元のギターからナットやブリッジを交換してしまうため、ギターの音質に影響を与えてしまうことも欠点とされる場合がある(どんなギターでもフロイド・ローズ特有の音になってしまう[要出典])。音質変化についてはナットやブリッジの材質やボディ材とのマッチングなど諸説あるが、一般的にフロイド・ローズを搭載する事によってサステインは向上し、倍音(ハーモニクス)も出しやすくなるものの、音質は「冷たく」(酷い場合には「薄っぺらく」)なると言われる[9]。これに対処する為にサステインブロックを大型のものに交換する方法が知られている。ブラス製やチタン製等が各社から発売されている[13][14]

また、他のトレモロユニットと同様、ダブルストップベンド(チョーキングを織り交ぜて複数弦を同時に弾く事)で正確なピッチを出すことは難しい。

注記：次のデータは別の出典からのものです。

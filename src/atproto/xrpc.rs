//! The REST executor: one request policy applied uniformly to every XRPC
//! call.
//!
//! Every request goes through the same path here — bearer selection, the
//! labeler routing headers, JSON (de)serialization, and a bounded retry loop
//! for transient read-EOF faults. HTTP application errors (4xx/5xx) are
//! fatal for the call and keep their response body, which the session
//! manager inspects for the invalid-token marker.

use reqwest::header::{ACCEPT, CONTENT_TYPE};
use serde::Serialize;
use serde::de::DeserializeOwned;
use tracing::{info, warn};

use super::PROXY_LABELER_SUFFIX;
use crate::errors::ClientError;

/// Transient read-EOF faults are retried this many times per call before
/// surfacing.
pub const MAX_EOF_RETRIES: usize = 5;

/// Per-request knobs for [`XrpcTransport::post_json`].
#[derive(Debug, Default)]
pub struct PostOptions<'a> {
    /// Bearer token to attach; callers pick access or refresh
    pub bearer: Option<&'a str>,
    /// When set, adds `Atproto-Accept-Labelers` and `Atproto-Proxy` routing
    /// to this labeler
    pub labeler_did: Option<&'a str>,
    /// Suppress request/response bodies in logs (credential-bearing calls)
    pub no_log_body: bool,
}

/// Shared HTTP handle for XRPC calls.
///
/// Both the session manager and the client facade post through this handle;
/// neither owns the other.
pub struct XrpcTransport {
    http: reqwest::Client,
    base_url: String,
}

impl XrpcTransport {
    pub fn new(base_url: String) -> Self {
        Self {
            http: reqwest::Client::new(),
            base_url,
        }
    }

    pub fn base_url(&self) -> &str {
        &self.base_url
    }

    /// POST a JSON body and deserialize the JSON response.
    pub async fn post_json<B, R>(
        &self,
        path: &str,
        body: &B,
        options: PostOptions<'_>,
    ) -> Result<R, ClientError>
    where
        B: Serialize + ?Sized,
        R: DeserializeOwned,
    {
        let body_text =
            serde_json::to_string(body).map_err(|source| ClientError::Serialize {
                path: path.to_string(),
                source,
            })?;
        self.post_body(path, Some(body_text), options).await
    }

    /// POST with an empty body; used by `refreshSession`, where the bearer
    /// token carries everything.
    pub async fn post_empty<R>(&self, path: &str, options: PostOptions<'_>) -> Result<R, ClientError>
    where
        R: DeserializeOwned,
    {
        self.post_body(path, None, options).await
    }

    async fn post_body<R>(
        &self,
        path: &str,
        body_text: Option<String>,
        options: PostOptions<'_>,
    ) -> Result<R, ClientError>
    where
        R: DeserializeOwned,
    {
        if options.no_log_body {
            info!(path, "POST, body hidden");
        } else {
            info!(path, body = body_text.as_deref().unwrap_or(""), "POST");
        }

        let url = format!("{}{}", self.base_url, path);
        let mut attempt = 0;
        loop {
            let mut request = self.http.post(&url);
            if let Some(text) = &body_text {
                request = request
                    .header(CONTENT_TYPE, "application/json")
                    .body(text.clone());
            }
            if let Some(did) = options.labeler_did {
                request = request
                    .header("Atproto-Accept-Labelers", did)
                    .header("Atproto-Proxy", format!("{did}{PROXY_LABELER_SUFFIX}"));
            }
            if let Some(token) = options.bearer {
                request = request.bearer_auth(token);
            }

            match execute(path, request).await {
                Ok(response) => return Ok(response),
                Err(err) if is_transient(&err) && attempt + 1 < MAX_EOF_RETRIES => {
                    attempt += 1;
                    warn!(path, attempt, "read EOF on POST, retrying");
                }
                Err(err) => return Err(err),
            }
        }
    }

    /// GET with query arguments and deserialize the JSON response.
    pub async fn get_json<R>(
        &self,
        path: &str,
        query: &[(&str, String)],
        bearer: Option<&str>,
    ) -> Result<R, ClientError>
    where
        R: DeserializeOwned,
    {
        let url = format!("{}{}", self.base_url, path);
        let mut attempt = 0;
        loop {
            let mut request = self
                .http
                .get(&url)
                .header(ACCEPT, "application/json")
                .query(query);
            if let Some(token) = bearer {
                request = request.bearer_auth(token);
            }

            match execute(path, request).await {
                Ok(response) => return Ok(response),
                Err(err) if is_transient(&err) && attempt + 1 < MAX_EOF_RETRIES => {
                    attempt += 1;
                    warn!(path, attempt, "read EOF on GET, retrying");
                }
                Err(err) => return Err(err),
            }
        }
    }
}

async fn execute<R>(path: &str, request: reqwest::RequestBuilder) -> Result<R, ClientError>
where
    R: DeserializeOwned,
{
    let response = request.send().await.map_err(|source| ClientError::Http {
        path: path.to_string(),
        source,
    })?;

    let status = response.status();
    if !status.is_success() {
        let body = response.text().await.unwrap_or_default();
        return Err(ClientError::Api {
            path: path.to_string(),
            status: status.as_u16(),
            body,
        });
    }

    response.json::<R>().await.map_err(|source| ClientError::Json {
        path: path.to_string(),
        source,
    })
}

/// Connection-reset style faults worth one more attempt. Anything else —
/// including HTTP application errors — is fatal for the call.
fn is_transient(err: &ClientError) -> bool {
    match err {
        // A decode failure only qualifies when the connection died mid-body,
        // never when the payload shape is wrong
        ClientError::Http { source, .. } | ClientError::Json { source, .. } => {
            chain_mentions_eof(source)
        }
        _ => false,
    }
}

/// Shared with the redirect follower, which drives its own reqwest client.
pub(crate) fn chain_mentions_eof(err: &reqwest::Error) -> bool {
    let mut source: Option<&(dyn std::error::Error + 'static)> = Some(err);
    while let Some(cause) = source {
        let text = cause.to_string();
        if text.contains("IncompleteMessage")
            || text.contains("connection reset")
            || text.contains("unexpected end of file")
            || text.contains("unexpected EOF")
        {
            return true;
        }
        source = cause.source();
    }
    false
}
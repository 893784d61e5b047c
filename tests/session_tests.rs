//! Session lifecycle against a mock PDS: proactive refresh, refresh
//! idempotence within a token lifetime, and reconnect on invalid-token
//! rejection.

mod common;

use common::{client_settings, make_jwt, mount_create_session};
use palisade::atproto::client::Client;
use palisade::metrics::NoOpMetricsPublisher;
use std::sync::Arc;
use std::sync::atomic::{AtomicU32, Ordering};
use wiremock::matchers::{header, method, path};
use wiremock::{Mock, MockServer, ResponseTemplate};

fn tokens_json(access: &str, refresh: &str) -> serde_json::Value {
    serde_json::json!({ "accessJwt": access, "refreshJwt": refresh })
}

fn emit_event_response() -> ResponseTemplate {
    ResponseTemplate::new(200).set_body_json(serde_json::json!({
        "createdAt": "2025-06-01T00:00:00Z",
        "id": 42,
        "createdBy": "did:plc:operator",
    }))
}

#[tokio::test]
async fn write_refreshes_token_inside_expiry_buffer() {
    let server = MockServer::start().await;

    // The initial access token expires inside the 2-minute buffer, so the
    // first write must refresh before the wire send
    let stale_access = make_jwt(30);
    let refresh = make_jwt(3600);
    let fresh_access = make_jwt(3600);
    let next_refresh = make_jwt(7200);

    mount_create_session(&server, &stale_access, &refresh, 1).await;

    Mock::given(method("POST"))
        .and(path("/xrpc/com.atproto.server.refreshSession"))
        .and(header("Authorization", format!("Bearer {refresh}")))
        .respond_with(
            ResponseTemplate::new(200).set_body_json(tokens_json(&fresh_access, &next_refresh)),
        )
        .expect(1)
        .mount(&server)
        .await;

    Mock::given(method("POST"))
        .and(path("/xrpc/tools.ozone.moderation.emitEvent"))
        .and(header("Authorization", format!("Bearer {fresh_access}")))
        .respond_with(emit_event_response())
        .expect(2)
        .mount(&server)
        .await;

    let client = Client::new(client_settings(&server, false), Arc::new(NoOpMetricsPublisher::new()));
    client.connect().await.expect("connect succeeds");
    assert!(client.is_ready());

    // Two writes, one refresh: the rotated token covers both
    client
        .label_account("did:plc:subject", vec!["spam".to_string()])
        .await
        .expect("first label succeeds");
    client
        .label_account("did:plc:subject", vec!["spam".to_string()])
        .await
        .expect("second label succeeds");

    server.verify().await;
}

#[tokio::test]
async fn no_refresh_while_token_is_fresh() {
    let server = MockServer::start().await;

    let access = make_jwt(3600);
    let refresh = make_jwt(86400);
    mount_create_session(&server, &access, &refresh, 1).await;

    Mock::given(method("POST"))
        .and(path("/xrpc/com.atproto.server.refreshSession"))
        .respond_with(ResponseTemplate::new(200))
        .expect(0)
        .mount(&server)
        .await;

    Mock::given(method("POST"))
        .and(path("/xrpc/tools.ozone.moderation.emitEvent"))
        .and(header("Authorization", format!("Bearer {access}")))
        .respond_with(emit_event_response())
        .expect(1)
        .mount(&server)
        .await;

    let client = Client::new(client_settings(&server, false), Arc::new(NoOpMetricsPublisher::new()));
    client.connect().await.expect("connect succeeds");
    client
        .label_account("did:plc:subject", vec!["spam".to_string()])
        .await
        .expect("label succeeds");

    server.verify().await;
}

#[tokio::test]
async fn invalid_token_on_refresh_reconnects_and_write_proceeds() {
    let server = MockServer::start().await;

    let stale_access = make_jwt(30);
    let stale_refresh = make_jwt(3600);
    let fresh_access = make_jwt(3600);
    let fresh_refresh = make_jwt(86400);

    // First login hands out a near-expiry pair; the re-login after the
    // rejected refresh hands out a fresh pair
    let logins = AtomicU32::new(0);
    let first = tokens_json(&stale_access, &stale_refresh);
    let second = tokens_json(&fresh_access, &fresh_refresh);
    Mock::given(method("POST"))
        .and(path("/xrpc/com.atproto.server.createSession"))
        .respond_with(move |_request: &wiremock::Request| {
            let call = logins.fetch_add(1, Ordering::SeqCst);
            let body = if call == 0 { first.clone() } else { second.clone() };
            ResponseTemplate::new(200).set_body_json(body)
        })
        .expect(2)
        .mount(&server)
        .await;

    Mock::given(method("POST"))
        .and(path("/xrpc/com.atproto.server.refreshSession"))
        .respond_with(ResponseTemplate::new(400).set_body_string(
            r#"{"error":"InvalidToken","message":"Token could not be verified"}"#,
        ))
        .expect(1)
        .mount(&server)
        .await;

    Mock::given(method("POST"))
        .and(path("/xrpc/tools.ozone.moderation.emitEvent"))
        .and(header("Authorization", format!("Bearer {fresh_access}")))
        .respond_with(emit_event_response())
        .expect(1)
        .mount(&server)
        .await;

    let client = Client::new(client_settings(&server, false), Arc::new(NoOpMetricsPublisher::new()));
    client.connect().await.expect("connect succeeds");

    // Refresh gets rejected, the session reconnects with the stored
    // credentials, and the original write goes out under the new token
    client
        .label_account("did:plc:subject", vec!["spam".to_string()])
        .await
        .expect("label succeeds after reconnect");

    server.verify().await;
}
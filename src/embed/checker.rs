//! The embed checker: a bounded queue and worker pool that watches embedded
//! media and links for repetition and abusive redirection.
//!
//! Four disjoint frequency maps (image CIDs, video CIDs, record URIs,
//! external URIs) live under one coarse lock. Repetition alerts fire at
//! geometric milestones so a popular item does not flood the logs. External
//! links additionally go through whitelist admission and the redirect
//! follower.

use std::collections::HashMap;
use std::sync::Arc;
use tokio::sync::Mutex;
use tokio_util::sync::CancellationToken;
use tokio_util::task::TaskTracker;
use tracing::{info, warn};
use url::Url;

use super::redirect::RedirectFollower;
use super::{Embed, EmbedInfoList};
use crate::config::EmbedSettings;
use crate::errors::EmbedError;
use crate::matcher::RuleMatcher;
use crate::metrics::SharedMetricsPublisher;
use crate::moderation::ActionRouterHandle;
use crate::queue_adapter::{MpscQueueAdapter, QueueAdapter};

/// Posts mark truncated link text with a trailing horizontal ellipsis.
const URL_TRUNCATION_SUFFIX: &str = "\u{2026}";

/// True when `count` sits exactly on a geometric milestone: factor,
/// factor², factor³, … Requires factor >= 2.
pub fn alert_needed(count: u64, factor: u64) -> bool {
    if factor < 2 || count < factor {
        return false;
    }
    let mut milestone = factor;
    while milestone < count {
        match milestone.checked_mul(factor) {
            Some(next) => milestone = next,
            None => return false,
        }
    }
    milestone == count
}

#[derive(Default)]
struct CheckedCounters {
    images: HashMap<String, u64>,
    videos: HashMap<String, u64>,
    records: HashMap<String, u64>,
    uris: HashMap<String, u64>,
}

struct Observation {
    first: bool,
    count: u64,
}

fn observe(map: &mut HashMap<String, u64>, key: &str) -> Observation {
    match map.get_mut(key) {
        Some(count) => {
            *count += 1;
            Observation {
                first: false,
                count: *count,
            }
        }
        None => {
            map.insert(key.to_string(), 1);
            Observation {
                first: true,
                count: 1,
            }
        }
    }
}

/// Worker pool watching embed repetition and link redirection.
pub struct EmbedChecker {
    queue: MpscQueueAdapter<EmbedInfoList>,
    counters: Mutex<CheckedCounters>,
    settings: EmbedSettings,
    matcher: Arc<dyn RuleMatcher>,
    router: ActionRouterHandle,
    follower: RedirectFollower,
    metrics: SharedMetricsPublisher,
}

impl EmbedChecker {
    pub fn new(
        settings: EmbedSettings,
        matcher: Arc<dyn RuleMatcher>,
        router: ActionRouterHandle,
        metrics: SharedMetricsPublisher,
    ) -> Result<Self, EmbedError> {
        let follower = RedirectFollower::new(settings.url_redirect_limit, metrics.clone())?;
        Ok(Self {
            queue: MpscQueueAdapter::new(settings.queue_limit),
            counters: Mutex::new(CheckedCounters::default()),
            settings,
            matcher,
            router,
            follower,
            metrics,
        })
    }

    pub(crate) fn matcher(&self) -> &dyn RuleMatcher {
        self.matcher.as_ref()
    }

    pub(crate) fn router(&self) -> &ActionRouterHandle {
        &self.router
    }

    /// Enqueue one post's embeds, waiting while the queue is at capacity.
    pub async fn wait_enqueue(&self, list: EmbedInfoList) -> anyhow::Result<()> {
        self.queue.push(list).await?;
        self.emit_backlog().await;
        Ok(())
    }

    async fn emit_backlog(&self) {
        if let Some(depth) = self.queue.depth().await {
            self.metrics.gauge("embed_checker.backlog", depth as u64).await;
        }
    }

    /// Start the worker pool on the tracker.
    pub fn spawn_workers(self: &Arc<Self>, tracker: &TaskTracker, token: CancellationToken) {
        for worker in 0..self.settings.number_of_threads {
            let checker = self.clone();
            let token = token.clone();
            tracker.spawn(async move { checker.run_worker(worker, token).await });
        }
    }

    async fn run_worker(self: Arc<Self>, worker: usize, token: CancellationToken) {
        info!(worker, "embed worker started");
        loop {
            tokio::select! {
                _ = token.cancelled() => break,
                list = self.queue.pull() => {
                    let Some(list) = list else { break };
                    self.emit_backlog().await;
                    self.process(list).await;
                }
            }
        }
        info!(worker, "embed worker stopped");
    }

    async fn process(&self, list: EmbedInfoList) {
        for embed in &list.embeds {
            match embed {
                Embed::Image { cid } => self.image_seen(&list.did, &list.path, cid).await,
                Embed::Video { cid } => self.video_seen(&list.did, &list.path, cid).await,
                Embed::Record { uri } => self.record_seen(&list.did, &list.path, uri).await,
                Embed::External { uri } => self.external_seen(&list.did, &list.path, uri).await,
            }
        }
    }

    pub async fn image_seen(&self, repo: &str, path: &str, cid: &str) {
        self.metrics.incr("embed_checker.image_checks").await;
        let seen = {
            let mut counters = self.counters.lock().await;
            observe(&mut counters.images, cid)
        };
        if !seen.first && alert_needed(seen.count, self.settings.image_factor) {
            info!(count = seen.count, cid, repo, path, "image repetition");
            self.metrics.incr("images.repetition").await;
        }
    }

    pub async fn video_seen(&self, repo: &str, path: &str, cid: &str) {
        self.metrics.incr("embed_checker.video_checks").await;
        let seen = {
            let mut counters = self.counters.lock().await;
            observe(&mut counters.videos, cid)
        };
        if !seen.first && alert_needed(seen.count, self.settings.video_factor) {
            info!(count = seen.count, cid, repo, path, "video repetition");
            self.metrics.incr("videos.repetition").await;
        }
    }

    pub async fn record_seen(&self, repo: &str, path: &str, uri: &str) {
        self.metrics.incr("embed_checker.record_checks").await;
        let seen = {
            let mut counters = self.counters.lock().await;
            observe(&mut counters.records, uri)
        };
        if !seen.first && alert_needed(seen.count, self.settings.record_factor) {
            info!(count = seen.count, uri, repo, path, "record repetition");
            self.metrics.incr("records.repetition").await;
        }
    }

    /// Count an external URI. Returns true when it was already known.
    pub async fn uri_seen(&self, repo: &str, path: &str, uri: &str) -> bool {
        self.metrics.incr("embed_checker.link_checks").await;
        let seen = {
            let mut counters = self.counters.lock().await;
            observe(&mut counters.uris, uri)
        };
        if !seen.first {
            if alert_needed(seen.count, self.settings.link_factor) {
                info!(count = seen.count, uri, repo, path, "link repetition");
                self.metrics.incr("links.repetition").await;
            }
            return true;
        }
        false
    }

    /// Admission check for external URIs: strip the truncation suffix,
    /// require a well-formed URL, trim the configured host prefix, and skip
    /// whitelisted hosts. Malformed URIs are logged, counted, and dropped.
    pub async fn should_process_uri(&self, uri: &str) -> bool {
        let target = uri.strip_suffix(URL_TRUNCATION_SUFFIX).unwrap_or(uri);
        let parsed = match Url::parse(target) {
            Ok(parsed) => parsed,
            Err(err) => {
                warn!(uri, error = %err, "skipping malformed URI");
                self.metrics.incr("links.malformed").await;
                return false;
            }
        };
        let Some(host) = parsed.host_str() else {
            warn!(uri, "skipping URI without host");
            self.metrics.incr("links.malformed").await;
            return false;
        };
        let host = host
            .strip_prefix(self.settings.uri_host_prefix.as_str())
            .unwrap_or(host);
        if self.settings.whitelist_uris.contains(host) {
            self.metrics.incr("links.whitelist_skipped").await;
            return false;
        }
        true
    }

    /// Handle one external link embed: admission, then the redirect chain.
    pub async fn external_seen(&self, repo: &str, path: &str, uri: &str) {
        if self.uri_seen(repo, path, uri).await || !self.should_process_uri(uri).await {
            return;
        }
        self.follower.follow(self, repo, path, uri).await;
    }

    /// Current count for an external URI, if it has been observed.
    pub async fn checked_uri_count(&self, uri: &str) -> Option<u64> {
        let counters = self.counters.lock().await;
        counters.uris.get(uri).copied()
    }
}

#[cfg(test)]
mod tests {
    use super::*;
    use crate::atproto::client::Client;
    use crate::config::ClientSettings;
    use crate::matcher::SubstringMatcher;
    use crate::metrics::NoOpMetricsPublisher;
    use crate::moderation::ActionRouter;
    use std::collections::HashSet;

    #[test]
    fn alert_cadence_factor_four() {
        // counts 1..=17 with factor 4 alert at 4 and 16 only
        let fired: Vec<u64> = (1..=17).filter(|&count| alert_needed(count, 4)).collect();
        assert_eq!(fired, vec![4, 16]);
    }

    #[test]
    fn alert_cadence_matches_log_count() {
        for factor in [2u64, 3, 10] {
            for limit in [10u64, 100, 1000] {
                let fired = (1..=limit).filter(|&count| alert_needed(count, factor)).count();
                let expected = {
                    let mut milestones = 0usize;
                    let mut milestone = factor;
                    while milestone <= limit {
                        milestones += 1;
                        match milestone.checked_mul(factor) {
                            Some(next) => milestone = next,
                            None => break,
                        }
                    }
                    milestones
                };
                assert_eq!(fired, expected, "factor {factor} limit {limit}");
            }
        }
    }

    #[test]
    fn alert_never_fires_below_factor() {
        assert!(!alert_needed(1, 4));
        assert!(!alert_needed(3, 4));
        assert!(!alert_needed(0, 2));
    }

    #[test]
    fn observe_counts_monotonically() {
        let mut map = HashMap::new();
        let first = observe(&mut map, "cid-1");
        assert!(first.first);
        assert_eq!(first.count, 1);

        let mut last = 1;
        for _ in 0..10 {
            let seen = observe(&mut map, "cid-1");
            assert!(!seen.first);
            assert!(seen.count > last);
            last = seen.count;
        }
        assert_eq!(last, 11);
    }

    fn test_checker(whitelist: &[&str]) -> EmbedChecker {
        let settings = EmbedSettings {
            whitelist_uris: whitelist.iter().map(|h| h.to_string()).collect::<HashSet<_>>(),
            image_factor: 4,
            video_factor: 4,
            record_factor: 4,
            link_factor: 4,
            ..EmbedSettings::default()
        };
        let metrics: SharedMetricsPublisher = std::sync::Arc::new(NoOpMetricsPublisher::new());
        let client = Arc::new(Client::new(
            ClientSettings {
                host: "pds.invalid".to_string(),
                port: 443,
                handle: String::new(),
                password: String::new(),
                did: String::new(),
                service_did: String::new(),
                dry_run: true,
                use_token: false,
            },
            metrics.clone(),
        ));
        let router = ActionRouter::new(4, client, metrics.clone());
        EmbedChecker::new(
            settings,
            Arc::new(SubstringMatcher::new(Vec::new())),
            router.handle(),
            metrics,
        )
        .unwrap()
    }

    #[tokio::test]
    async fn whitelisted_host_is_skipped_after_prefix_strip() {
        let checker = test_checker(&["example.com"]);
        assert!(!checker.should_process_uri("https://www.example.com/x").await);
        assert!(!checker.should_process_uri("https://example.com/x").await);
        assert!(checker.should_process_uri("https://other.example.org/x").await);
    }

    #[tokio::test]
    async fn truncation_suffix_is_stripped_before_parsing() {
        let checker = test_checker(&["example.com"]);
        assert!(!checker.should_process_uri("https://example.com/page\u{2026}").await);
        assert!(checker.should_process_uri("https://kept.example.org/page\u{2026}").await);
    }

    #[tokio::test]
    async fn malformed_uri_is_dropped() {
        let checker = test_checker(&[]);
        assert!(!checker.should_process_uri("not a url at all").await);
        assert!(!checker.should_process_uri("data:text/plain,hello").await);
    }

    #[tokio::test]
    async fn image_counts_accumulate() {
        let checker = test_checker(&[]);
        for _ in 0..5 {
            checker.image_seen("did:plc:a", "app.bsky.feed.post/1", "cid-1").await;
        }
        checker.image_seen("did:plc:a", "app.bsky.feed.post/1", "cid-2").await;

        let counters = checker.counters.lock().await;
        assert_eq!(counters.images.get("cid-1"), Some(&5));
        assert_eq!(counters.images.get("cid-2"), Some(&1));
    }

    #[tokio::test]
    async fn uri_seen_reports_repeats() {
        let checker = test_checker(&[]);
        assert!(!checker.uri_seen("did:plc:a", "p", "https://a.test/").await);
        assert!(checker.uri_seen("did:plc:a", "p", "https://a.test/").await);
        assert_eq!(checker.checked_uri_count("https://a.test/").await, Some(2));
    }
}
use async_trait::async_trait;
use cadence::{
    BufferedUdpMetricSink, Counted, CountedExt, Gauged, Metric, QueuingMetricSink, StatsdClient,
    Timed,
};
use std::net::UdpSocket;
use std::sync::Arc;
use tracing::{debug, error};

use crate::config::MetricsSettings;
use crate::errors::MetricsError;

/// Trait for publishing metrics with counter, gauge, timing, and histogram
/// support. Designed for minimal compatibility with cadence-style metrics.
#[async_trait]
pub trait MetricsPublisher: Send + Sync {
    /// Increment a counter by 1
    async fn incr(&self, key: &str);

    /// Increment a counter by a specific value
    async fn count(&self, key: &str, value: u64);

    /// Increment a counter with tags
    async fn incr_with_tags(&self, key: &str, tags: &[(&str, &str)]);

    /// Record a gauge value
    async fn gauge(&self, key: &str, value: u64);

    /// Record a timing in milliseconds
    async fn time(&self, key: &str, millis: u64);

    /// Record a histogram value
    async fn histogram(&self, key: &str, value: u64);
}

/// No-op implementation for development and testing
#[derive(Debug, Clone, Default)]
pub struct NoOpMetricsPublisher;

impl NoOpMetricsPublisher {
    pub fn new() -> Self {
        Self
    }
}

#[async_trait]
impl MetricsPublisher for NoOpMetricsPublisher {
    async fn incr(&self, _key: &str) {}
    async fn count(&self, _key: &str, _value: u64) {}
    async fn incr_with_tags(&self, _key: &str, _tags: &[(&str, &str)]) {}
    async fn gauge(&self, _key: &str, _value: u64) {}
    async fn time(&self, _key: &str, _millis: u64) {}
    async fn histogram(&self, _key: &str, _value: u64) {}
}

/// Statsd-backed metrics publisher using cadence
pub struct StatsdMetricsPublisher {
    client: StatsdClient,
    default_tags: Vec<(String, String)>,
}

impl StatsdMetricsPublisher {
    /// Create a new StatsdMetricsPublisher bound to the given local address
    pub fn new(
        host: &str,
        prefix: &str,
        bind_addr: &str,
        default_tags: Vec<(String, String)>,
    ) -> Result<Self, Box<dyn std::error::Error>> {
        tracing::info!(
            host = host,
            prefix = prefix,
            bind = bind_addr,
            "Creating StatsdMetricsPublisher"
        );

        let socket = UdpSocket::bind(bind_addr)?;
        socket.set_nonblocking(true)?;

        let buffered_sink = BufferedUdpMetricSink::from(host, socket)?;
        let queuing_sink = QueuingMetricSink::builder()
            .with_error_handler(move |error| {
                error!("Failed to send metric via sink: {}", error);
            })
            .build(buffered_sink);
        let client = StatsdClient::from_sink(prefix, queuing_sink);

        Ok(Self {
            client,
            default_tags,
        })
    }

    /// Apply default tags to a builder
    fn apply_default_tags<'a, M>(
        &'a self,
        mut builder: cadence::MetricBuilder<'a, 'a, M>,
    ) -> cadence::MetricBuilder<'a, 'a, M>
    where
        M: Metric + From<String>,
    {
        for (k, v) in &self.default_tags {
            builder = builder.with_tag(k.as_str(), v.as_str());
        }
        builder
    }
}

#[async_trait]
impl MetricsPublisher for StatsdMetricsPublisher {
    async fn incr(&self, key: &str) {
        if self.default_tags.is_empty() {
            if let Err(e) = self.client.incr(key) {
                error!("Failed to send metric {}: {}", key, e);
            }
        } else {
            let builder = self.client.incr_with_tags(key);
            let builder = self.apply_default_tags(builder);
            let _ = builder.send();
        }
    }

    async fn count(&self, key: &str, value: u64) {
        if self.default_tags.is_empty() {
            let _ = self.client.count(key, value);
        } else {
            let builder = self.client.count_with_tags(key, value);
            let builder = self.apply_default_tags(builder);
            let _ = builder.send();
        }
    }

    async fn incr_with_tags(&self, key: &str, tags: &[(&str, &str)]) {
        let mut builder = self.client.incr_with_tags(key);
        builder = self.apply_default_tags(builder);
        for (k, v) in tags {
            builder = builder.with_tag(k, v);
        }
        let _ = builder.send();
    }

    async fn gauge(&self, key: &str, value: u64) {
        debug!("Sending metric gauge: {} = {}", key, value);
        if self.default_tags.is_empty() {
            if let Err(e) = self.client.gauge(key, value) {
                error!("Failed to send gauge {} = {}: {}", key, value, e);
            }
        } else {
            let builder = self.client.gauge_with_tags(key, value);
            let builder = self.apply_default_tags(builder);
            let _ = builder.send();
        }
    }

    async fn time(&self, key: &str, millis: u64) {
        if self.default_tags.is_empty() {
            let _ = self.client.time(key, millis);
        } else {
            let builder = self.client.time_with_tags(key, millis);
            let builder = self.apply_default_tags(builder);
            let _ = builder.send();
        }
    }

    async fn histogram(&self, key: &str, value: u64) {
        // StatsD has no native histogram type, record as timing
        self.time(key, value).await;
    }
}

/// Type alias for shared metrics publisher
pub type SharedMetricsPublisher = Arc<dyn MetricsPublisher>;

/// Create a metrics publisher based on configuration.
///
/// Returns either a no-op publisher or a StatsD publisher based on the
/// `adapter` settings value.
pub fn create_metrics_publisher(
    settings: &MetricsSettings,
) -> Result<SharedMetricsPublisher, MetricsError> {
    match settings.adapter.as_str() {
        "noop" | "" => Ok(Arc::new(NoOpMetricsPublisher::new())),
        "statsd" => {
            let host = settings.statsd_host.as_deref().ok_or_else(|| {
                MetricsError::InvalidConfig(
                    "metrics.statsd_host is required when using the statsd adapter".to_string(),
                )
            })?;

            // Parse tags from comma-separated key:value pairs
            let default_tags = if let Some(tags_str) = settings.tags.as_deref() {
                tags_str
                    .split(',')
                    .filter_map(|tag| {
                        let parts: Vec<&str> = tag.trim().split(':').collect();
                        if parts.len() == 2 {
                            Some((parts[0].to_string(), parts[1].to_string()))
                        } else {
                            error!("Invalid tag format: {}", tag);
                            None
                        }
                    })
                    .collect()
            } else {
                vec![]
            };

            let publisher = StatsdMetricsPublisher::new(
                host,
                &settings.prefix,
                &settings.statsd_bind,
                default_tags,
            )
            .map_err(|e| MetricsError::CreationFailed(e.to_string()))?;

            Ok(Arc::new(publisher))
        }
        _ => Err(MetricsError::InvalidConfig(format!(
            "Unknown metrics adapter: {}",
            settings.adapter
        ))),
    }
}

弦をナットとブリッジで固定することから、当然ながら即座にチューニングを変えることは困難である(ファインチューナーの可動範囲では半音程度以上の調整は出来ない)。EVHブランドの「D-Tuna」など、即座にドロップチューニングに変える製品も存在する。

前述したフローティング状態のユニットの場合、弦が切れた場合他の弦のチューニングも狂いやすくなる。これを解消するために、HIPSHOTから発売されている「トレムセッター」やESPの「アーミングアジャスター」、ALL PARTSの「TREMOL-NO」といったパーツを取り付けることで弦が切れた場合や弦の交換の煩雑さを解決することが可能となる。
バリエーションアイバニーズの「エッジ・プロ2」後藤ガットのGE1996T
初期型
最初のフロイド・ローズユニットは1977年に発売された。ファイン・チューナーは搭載されていなかった。ブラッド・ギルスガスリー・ゴーヴァンらこのモデルにこだわって使用しているギタリストも存在する。